第五章
魏敏聞言,緊緊抓住我的手臂。
他眼裡滿是受傷。
“什麼未婚夫?”
“你在騙我。”
我隨手指著一處禪房:“我剛剛看見了清河公主的侍女。”
魏敏下意識一鬆。
他環顧四周,發現並無人煙,這才放心。
我的心更涼了。
“我騙你的。”
外頭下起紛紛揚揚的大雪。
我用鬥篷包著頭,悶聲往山腳下走。
一個冇注意,踩到碎石,扭了腳,我摔在地上。
我還愣著,一把傘忽然懸在頭頂。
“餘姑娘,你還好嗎?”
我抬頭,又是荀硯秋。
他趕緊蹲下,緊張道:“是不是傷到腳踝了?我揹你下山找郎中吧。”
那一刻,眼淚忽然就撲簌簌地掉下來了。
積累的情緒一同宣泄而出。
我哭了很久很久。
荀硯秋就這麼陪著我。
哭累了,我擦乾眼淚,發現他露在外麵的手已經凍得紅紫。
我趕緊搶過傘。
“荀先生,你這是要趕考寫字的手,怎麼能這麼不注意呢。
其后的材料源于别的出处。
//! Reader for the fixed-schema diabetes table (CSV or TSV).
use std::path::Path;

use csv::StringRecord;

use crate::data_handling::{Dataset, FEATURE_NAMES, N_FEATURES, OUTCOME_COLUMN};
use crate::error::{PipelineError, Result};
use crate::math::Array2;

/// Read a diabetes dataset; the delimiter is chosen from the file extension.
///
/// The header must hold exactly the eight feature columns plus `Outcome`,
/// in any order. Values must be numeric and finite; no imputation is done.
pub fn read_dataset<P: AsRef<Path>>(path: P) -> Result<Dataset> {
    let path = path.as_ref();
    if !path.is_file() {
        return Err(PipelineError::data_load(path, "file does not exist"));
    }

    let is_tsv = path
        .extension()
        .and_then(|e| e.to_str())
        .map(|e| e.eq_ignore_ascii_case("tsv"))
        .unwrap_or(false);
    let delimiter = if is_tsv { b'\t' } else { b',' };

    let mut reader = csv::ReaderBuilder::new()
        .delimiter(delimiter)
        .has_headers(true)
        .trim(csv::Trim::All)
        .from_path(path)
        .map_err(|e| PipelineError::data_load(path, format!("failed to open: {}", e)))?;

    let headers = reader
        .headers()
        .map_err(|e| PipelineError::data_load(path, format!("failed to read header row: {}", e)))?
        .clone();

    let (feature_idx, outcome_idx) = resolve_columns(&headers).map_err(|r| PipelineError::data_load(path, r))?;

    let mut values = Vec::new();
    let mut labels = Vec::new();

    for (row_idx, result) in reader.records().enumerate() {
        // +2: one for the header, one for 1-based line numbers
        let line = row_idx + 2;
        let record = result
            .map_err(|e| PipelineError::data_load(path, format!("failed to read line {}: {}", line, e)))?;

        for (&col, name) in feature_idx.iter().zip(FEATURE_NAMES.iter()) {
            let value = parse_cell(&record, col)
                .map_err(|r| PipelineError::data_load(path, format!("line {}, column {}: {}", line, name, r)))?;
            values.push(value);
        }

        let outcome = parse_cell(&record, outcome_idx).map_err(|r| {
            PipelineError::data_load(path, format!("line {}, column {}: {}", line, OUTCOME_COLUMN, r))
        })?;
        let label = match outcome {
            v if v == 0.0 => 0u8,
            v if v == 1.0 => 1u8,
            v => {
                return Err(PipelineError::data_load(
                    path,
                    format!("line {}: outcome must be 0 or 1, got {}", line, v),
                ))
            }
        };
        labels.push(label);
    }

    if labels.is_empty() {
        return Err(PipelineError::data_load(path, "no data rows"));
    }

    let x = Array2::from_shape_vec((labels.len(), N_FEATURES), values)
        .map_err(|e| PipelineError::data_load(path, e.to_string()))?;
    let dataset = Dataset::new(x, labels)?;
    log::debug!("Read {} samples from {}", dataset.len(), path.display());
    Ok(dataset)
}

/// Map each canonical feature (and the outcome) to its position in the header.
fn resolve_columns(headers: &StringRecord) -> std::result::Result<([usize; N_FEATURES], usize), String> {
    if headers.len() != N_FEATURES + 1 {
        return Err(format!(
            "expected {} columns ({} + {}), found {}: {:?}",
            N_FEATURES + 1,
            FEATURE_NAMES.join(", "),
            OUTCOME_COLUMN,
            headers.len(),
            headers.iter().collect::<Vec<_>>()
        ));
    }

    let mut feature_idx = [0usize; N_FEATURES];
    for (slot, name) in feature_idx.iter_mut().zip(FEATURE_NAMES.iter()) {
        *slot = find_column(headers, name).ok_or_else(|| format!("missing column '{}'", name))?;
    }
    let outcome_idx =
        find_column(headers, OUTCOME_COLUMN).ok_or_else(|| format!("missing column '{}'", OUTCOME_COLUMN))?;
    Ok((feature_idx, outcome_idx))
}

fn find_column(headers: &StringRecord, name: &str) -> Option<usize> {
    headers.iter().position(|h| h.trim() == name)
}

fn parse_cell(record: &StringRecord, idx: usize) -> std::result::Result<f64, String> {
    let raw = record.get(idx).unwrap_or("").trim();
    if raw.is_empty() {
        return Err("missing value".to_string());
    }
    let value: f64 = raw.parse().map_err(|_| format!("non-numeric value '{}'", raw))?;
    if !value.is_finite() {
        return Err(format!("non-finite value '{}'", raw));
    }
    Ok(value)
}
”
他冇有問我為何哭。
隻是體麵地隔著衣袖將手臂遞過來。
“你還能站起來嗎?”
我點頭,慢慢站起來。
其實扭傷並不嚴重。
我隻是,想哭了而已。
荀硯秋今天又向他那個好朋友周緒借了馬車。
我也得以沾光。
馬車裡,身子一點點回暖。
我問他:“你今天來普妙寺乾什麼?”
“本是想上京前來寺裡求一求菩薩,幸好遇到了餘姑娘,又能幫上你的忙了。”
他說話太輕太緩又得體。
覃縣很少有像他這麼體麵斯文又善良的讀書人了。
我把剩下那個平安符遞給他。
“我替你求了。”
他詫異又驚喜地接過。
“冇想到餘姑娘還想著我的事,多謝了。”
本是等待魏敏的過程中為他順便求的。
現在我卻慶倖幸好求了。
後來一路無言,到了家門口。
爹孃早早等著了。
“走,快進去暖一暖身子。”
我娘又叫住荀硯秋。
“荀先生,你今年又是一個人嗎?來我們家吃飯吧,一起過年,多個人也熱鬨。”
荀硯秋生性喜靜。
我讓我娘不要讓他為難,他卻很快道:“好啊。”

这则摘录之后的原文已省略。